Many of the workers, who are members of the Canadian Union of Public Employees, have been without contracts for five years and are among the lowest paid public-sector workers in Canada.

They work in a wide variety of fields including in the prison and court systems as well as in transportation, tourism and education.

“I think the biggest thing is we’ve just got to stick together,” said Shelley Ward, a member of CUPE Local 2745.

She works as an educational assistant during the school year, but collects EI in the summer.

She says educational assistants have faced rounds of government cutbacks and there are too few supports to help them do their jobs effectively.

“We just need to stick together so that they know that we’re important and we’re not asking for a whole lot,” Ward said as people gathered in the hospital parking lot.

“We just have to show that this is important, and the hospital’s important, and that our jobs are what keeps everything going.”

Ward was referring to nearly 10,000 front-line, health-care workers in a wide range of fields including paramedics, licenced practical nurses, patient-care attendants, as well as members of hospital caretaking, maintenance and clerical staffs.

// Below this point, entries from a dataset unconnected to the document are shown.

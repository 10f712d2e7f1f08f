use async_trait::async_trait;
use thiserror::Error;

use crate::{edit::EditResponse, engine::photo::PhotoBlob};

/// Multipart body of one submission.
#[derive(Debug, Clone, PartialEq, Eq)]
pub struct EditPayload {
    /// JSON array of edits, sent as the `edits` text part.
    pub edits_json: String,
    /// Photo sent as the `files` binary part.
    pub photo: Option<PhotoBlob>,
}

#[derive(Debug, Error)]
pub enum TransportError {
    #[error("http error: {0}")]
    Http(#[from] reqwest::Error),
    #[error("unexpected status {status}: {body}")]
    Status { status: u16, body: String },
    #[error("malformed response: {0}")]
    Decode(#[from] serde_json::Error),
    #[error("{0}")]
    Message(String),
}

/// Sends one submission to the remote apply-edits operation.
#[async_trait]
pub trait SubmissionTransport: Send + Sync + 'static {
    async fn apply_edits(&self, payload: EditPayload) -> Result<Vec<EditResponse>, TransportError>;
}

/// Hook telling the host to refetch permits. Fire and forget.
pub trait PermitInvalidator: Send + Sync + 'static {
    fn invalidate_permits(&self);
}

impl<F> PermitInvalidator for F
where
    F: Fn() + Send + Sync + 'static,
{
    fn invalidate_permits(&self) {
        self()
    }
}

Their union, CUPE Local 1252, warned in a news release last spring that there are chronic shortages among hospital support staff including an estimated shortage of 200 licenced practical nurses as well as 100 vacant paramedic positions.

Meantime, the union that represents New Brunswick’s registered nurses estimated last month that there are at least 854 vacant nursing positions in hospitals and long-term care homes.

ER closed all weekend

John Higham after his speech today at hospital rally

“This is a mess, is the easiest way I could describe it,” former Mayor John Higham said during today’s rally outside the hospital.

“COVID made us understand how important health services were to us,” he added.

Higham, who has been part of a committee seeking to protect local hospital services, stressed the crucial need for enough staff to run the hospital and operate its emergency room.

“Today is a perfect example. [ER] closed last night, last minute, all weekend long. None of us knew anything about it. We didn’t get any notice of it,” he said.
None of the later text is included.